What can you tell us about the dilemma that arises in this story?

In the midst of the madness that is "Fear Itself," Cardiac comes across a disturbing scene in the middle of an NYC street: a bunch of rioters have attacked and overturned a car that was en route to the hospital, a desperately sick young boy inside. Initially leaping in to help, Cardiac notices that one of the other passengers -- the boy's father -- is somebody that he recognizes; a corporate fat cat that he's wanted to take out for a very long time. A moral dilemma ensues: does the sick boy in desperate need of help come first, or does he too warrant punishment, guilty by association with his father? And that's when matters get really out of hand.

Interesting. Do things get out of hand because a villain or some other adversary shows up? Or is this the kind of story that didn't really need an antagonist in the traditional sense of the word?

As mentioned earlier, Cardiac's been thrust into a position where helping a young boy inherently means assisting the enemy. Does he go through with this, or does the vigilante stick to his revenge-filled principals? I think this is a very interesting conflict to impose upon a character, and his response to it increases the stakes further.

How would you describe the tone of your story?

Well, it's definitely very bleak! There's a real noir feel to the story, mirroring exactly Cardiac's thought process in regard to the situation he's faced with.

Who is the artist that's bringing this morally gray tale to life?

I'm lucky enough to have fully painted art on the story by Mike Del Mundo, and he's absolutely nailed the tone, mood and feel of the story. I can't wait for everybody to see it!

As you mentioned, this is a self-contained story. If people respond to it would you like revisit the character?

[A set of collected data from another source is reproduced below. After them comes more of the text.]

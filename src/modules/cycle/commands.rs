use std::time::Duration;

use chrono::Utc;

use super::db;
use crate::modules::timezones;
use crate::types::{Context, Error};
use crate::util::await_reply;

const CONFIRM_TIMEOUT: Duration = Duration::from_secs(15);
const TIME_TIMEOUT: Duration = Duration::from_secs(60);

/// Reset the cycle schedule from a pack-expiry time, deriving the other
/// phase boundaries.
#[poise::command(slash_command, guild_only = true, rename = "resetschedule")]
pub(crate) async fn resetschedule(ctx: Context<'_>) -> Result<(), Error> {
    ctx.say(
        "⚠️ **Are you sure you want to reset the schedule?**\n(Type `y` to confirm, `n` to cancel.)",
    )
    .await?;

    let Some(confirmation) = await_reply(&ctx, CONFIRM_TIMEOUT).await else {
        ctx.say("⏳ No response received. Schedule reset canceled.")
            .await?;
        return Ok(());
    };
    if !confirmation.eq_ignore_ascii_case("y") {
        ctx.say("❌ Schedule reset canceled.").await?;
        return Ok(());
    }

    ctx.say(
        "Please enter the pack expiration time in **MM/DD HH:MM** format.\nType `exit` to cancel.",
    )
    .await?;

    let tz = crate::time::resolve_timezone(
        timezones::db::get_timezone(&ctx.data().db, ctx.author().id.get())
            .await?
            .as_deref(),
    );

    loop {
        let Some(reply) = await_reply(&ctx, TIME_TIMEOUT).await else {
            ctx.say("⏳ You took too long to respond. Schedule reset canceled.")
                .await?;
            return Ok(());
        };
        if reply.eq_ignore_ascii_case("exit") {
            ctx.say("❌ Schedule reset canceled.").await?;
            return Ok(());
        }

        match crate::time::resolve_instant(tz, &reply, Utc::now()) {
            Ok(expiry) => {
                let times = db::CycleTimes::from_pack_expiry(expiry);
                db::replace_schedule(&ctx.data().db, &times).await?;

                let embed = super::schedule_embed(&times)
                    .title("✅ **Schedule successfully updated!**");
                ctx.send(poise::CreateReply::default().embed(embed)).await?;
                return Ok(());
            }
            Err(_) => {
                ctx.say(
                    "⚠️ Invalid format! Please enter the time in MM/DD HH:MM format \
                     (e.g., 03/15 18:00). Type `exit` to cancel.",
                )
                .await?;
            }
        }
    }
}

/// Show the stored cycle schedule without changing it.
#[poise::command(slash_command, guild_only = true, rename = "currentschedule")]
pub(crate) async fn currentschedule(ctx: Context<'_>) -> Result<(), Error> {
    match db::get_schedule(&ctx.data().db).await? {
        Some(times) => {
            ctx.send(poise::CreateReply::default().embed(super::schedule_embed(&times)))
                .await?;
        }
        None => {
            ctx.say("No schedule is set. Use `/resetschedule` to create one.")
                .await?;
        }
    }

    Ok(())
}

Oh, without doubt! I always enjoy stories featuring characters whose participation in a given universe is less frequent, and to develop a character like Cardiac further would be an absolute treat. What would his outlook be on the current Marvel Universe? Who are his major targets in the present day? Have his goals changed, or is he as vicious -- and creative -- in his acts of vigilantism as ever? With a bit of luck readers will enjoy what we've put together here and then we'll see what happens!